Based on the general impression Singaporeans have about call centres, I am indeed overqualified for the job. But of course, everything is judged relatively. My fellow GCUS colleagues include a former lawyer who worked at a New York law firm, a former auditor from one of the Big Four accounting firms in Singapore, a recent graduate with a Masters in International Relations, and a research analyst who used to work at the largest bank in the world. In ADSK, I work with former interest rate traders, FX traders and portfolio managers, who traded in financial products I have not even heard of before I joined Bloomberg. I would be an arrogant young punk to think that I’m overqualified and better than these experienced and knowledgeable people.
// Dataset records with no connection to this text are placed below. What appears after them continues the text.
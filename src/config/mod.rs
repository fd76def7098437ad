// isoenv-rs: Isomorphic environment tracking for bundlers
//
// SPDX-FileCopyrightText: 2026 Romeo Ahmed
// SPDX-License-Identifier: GPL-3.0-or-later

//! Configuration management for isoenv-rs.
//!
//! # Configuration Hierarchy
//!
//! ```text
//! Priority (low → high)
//! 1. defaults
//! 2. TOML files (in the order added)
//! 3. TOML strings
//! 4. ISOENV_* env vars
//! 5. explicit overrides (ConfigLoader::set)
//! ```
//!
//! # Environment Variable Mapping
//!
//! ```text
//! ISOENV_PLUGIN__VARIABLE=__ENV__      → plugin.variable = "__ENV__"
//! ISOENV_CLIENT__EXPLICIT_KEYS=A,B     → client.explicit_keys = ["A", "B"]
//! ISOENV_LOGGING__OUTPUT_LOG_LEVEL=4   → logging.output_log_level = 4
//! ```

pub mod loader;
pub mod types;


use regex::Regex;
use serde::{Deserialize, Serialize};
use std::collections::BTreeMap;
use std::path::{Component, Path};
use std::sync::LazyLock;

use crate::env::projector::SelectionPolicy;
use crate::error::{ConfigError, Result};
use crate::logging::LogConfig;

use loader::ConfigLoader;
use types::{ClientConfig, LoggingConfig, PluginConfig};

static IDENTIFIER: LazyLock<Regex> = LazyLock::new(|| {
    Regex::new(r"^[A-Za-z_$][A-Za-z0-9_$]*$").expect("identifier regex is valid")
});

static IDENTIFIER_PATH: LazyLock<Regex> = LazyLock::new(|| {
    Regex::new(r"^[A-Za-z_$][A-Za-z0-9_$]*(\.[A-Za-z_$][A-Za-z0-9_$]*)*$")
        .expect("identifier path regex is valid")
});

/// Complete library configuration.
#[derive(Debug, Clone, Default, PartialEq, Eq, Serialize, Deserialize)]
#[serde(default, deny_unknown_fields)]
pub struct Config {
    /// Rewriting and manifest options.
    pub plugin: PluginConfig,
    /// Client projection policy.
    pub client: ClientConfig,
    /// Logging options.
    pub logging: LoggingConfig,
}

impl Config {
    /// Create a new configuration builder.
    ///
    /// # Example
    ///
    /// ```no_run
    /// use isoenv::config::Config;
    ///
    /// let config = Config::builder()
    ///     .add_toml_file_optional("isoenv.toml")
    ///     .with_env_prefix("ISOENV")
    ///     .build()?;
    /// # Ok::<(), anyhow::Error>(())
    /// ```
    #[must_use]
    pub fn builder() -> ConfigLoader {
        ConfigLoader::new()
    }

    /// Load configuration from a single TOML file.
    ///
    /// # Errors
    ///
    /// Returns an error if the file cannot be read, contains invalid TOML, or
    /// fails validation.
    pub fn from_file<P: AsRef<Path>>(path: P) -> Result<Self> {
        Self::builder().add_toml_file(path).build()
    }

    /// Load configuration from a TOML string.
    ///
    /// # Errors
    ///
    /// Returns an error if the content is not valid TOML or fails validation.
    pub fn parse(content: &str) -> Result<Self> {
        Self::builder().add_toml_str(content).build()
    }

    /// Validate every section.
    ///
    /// # Errors
    ///
    /// Returns `ConfigError::InvalidValue` for the first offending key.
    pub fn validate(&self) -> std::result::Result<(), ConfigError> {
        let invalid = |section: &str, key: &str, message: String| ConfigError::InvalidValue {
            section: section.to_string(),
            key: key.to_string(),
            message,
        };

        if !IDENTIFIER.is_match(&self.plugin.variable) {
            return Err(invalid(
                "plugin",
                "variable",
                format!("'{}' is not a valid identifier", self.plugin.variable),
            ));
        }

        if !IDENTIFIER_PATH.is_match(&self.plugin.target) {
            return Err(invalid(
                "plugin",
                "target",
                format!("'{}' is not a dotted identifier path", self.plugin.target),
            ));
        }

        let filename = Path::new(&self.plugin.filename);
        if self.plugin.filename.is_empty()
            || filename.is_absolute()
            || filename
                .components()
                .any(|c| !matches!(c, Component::Normal(_)))
        {
            return Err(invalid(
                "plugin",
                "filename",
                format!(
                    "'{}' must be a non-empty relative path without '..'",
                    self.plugin.filename
                ),
            ));
        }

        if let Some(key) = self.client.explicit_keys.iter().find(|k| k.is_empty()) {
            return Err(invalid(
                "client",
                "explicit_keys",
                format!("empty key in {:?} ('{key}')", self.client.explicit_keys),
            ));
        }

        self.client_pattern()?;
        Ok(())
    }

    /// Compile the client pattern. `None` when pattern matching is disabled.
    ///
    /// # Errors
    ///
    /// Returns `ConfigError::InvalidValue` if the pattern is not a valid regex.
    pub fn client_pattern(&self) -> std::result::Result<Option<Regex>, ConfigError> {
        if self.client.pattern.is_empty() {
            return Ok(None);
        }
        Regex::new(&self.client.pattern)
            .map(Some)
            .map_err(|e| ConfigError::InvalidValue {
                section: "client".to_string(),
                key: "pattern".to_string(),
                message: e.to_string(),
            })
    }

    /// Build the projection policy described by the `[client]` section.
    ///
    /// # Errors
    ///
    /// Returns `ConfigError::InvalidValue` if the pattern is not a valid regex.
    pub fn selection_policy(&self) -> std::result::Result<SelectionPolicy, ConfigError> {
        let policy = SelectionPolicy::new(self.client.explicit_keys.iter().cloned());
        Ok(match self.client_pattern()? {
            Some(pattern) => policy.with_pattern(pattern),
            None => policy.without_pattern(),
        })
    }

    /// Logging setup for [`crate::logging::init_logging`].
    #[must_use]
    pub fn log_config(&self) -> LogConfig {
        LogConfig::builder()
            .with_console_level(self.logging.output_log_level)
            .with_file_level(self.logging.file_log_level)
            .maybe_with_log_file(
                self.logging
                    .log_file
                    .as_ref()
                    .map(|p| p.display().to_string()),
            )
            .build()
    }

    /// Format configuration options for display, sorted by key.
    #[must_use]
    pub fn format_options(&self) -> Vec<String> {
        let mut options = BTreeMap::new();
        options.insert("plugin.variable", self.plugin.variable.clone());
        options.insert("plugin.filename", self.plugin.filename.clone());
        options.insert("plugin.target", self.plugin.target.clone());
        options.insert("client.explicit_keys", self.client.explicit_keys.join(","));
        options.insert("client.pattern", self.client.pattern.clone());
        options.insert(
            "logging.output_log_level",
            self.logging.output_log_level.as_u8().to_string(),
        );
        options.insert(
            "logging.file_log_level",
            self.logging.file_log_level.as_u8().to_string(),
        );
        options.insert(
            "logging.log_file",
            self.logging
                .log_file
                .as_ref()
                .map_or_else(String::new, |p| p.display().to_string()),
        );

        let max_key_len = options.keys().map(|k| k.len()).max().unwrap_or(0);

        options
            .into_iter()
            .map(|(key, value)| format!("{key:<max_key_len$} = {value}"))
            .collect()
    }
}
Yes, my job involved taking calls from clients when I was in GCUS — just like a normal call centre operator, and now I’m supposed to help clients use and understand our system in ADSK — just like a normal helpdesk representative. The money may not be as great as other jobs in the financial industry; to be honest I don’t expect to get six-month bonuses as a call centre operator either. However, there are always things to be learnt and opportunities to be found in everything you do; it’s only a matter of perspective. I also get to knock off at six every day, allowing me to have dinner with my family every weekday night — something I cherish very much.

Most importantly — and I think this applies to every job — I enjoy working with my fun-loving GCUS colleagues. They are the reason I was quite reluctant to transfer to ADSK. But of course, it’s good that I moved because I was indeed getting a little too comfortable back in GCUS. When you’re comfortable in your job, chances are you’re not learning as much as you used to. You always have to get out of your comfort zone in order to improve yourself.

I will try to post some of the photos I’ve taken with my colleagues up on SG Watch, but I predict few will make the final cut. Most of the photos are either blurry because we took them in a drunken state, or are too scandalous and have to be censored.

Alcohol always makes an easy scapegoat.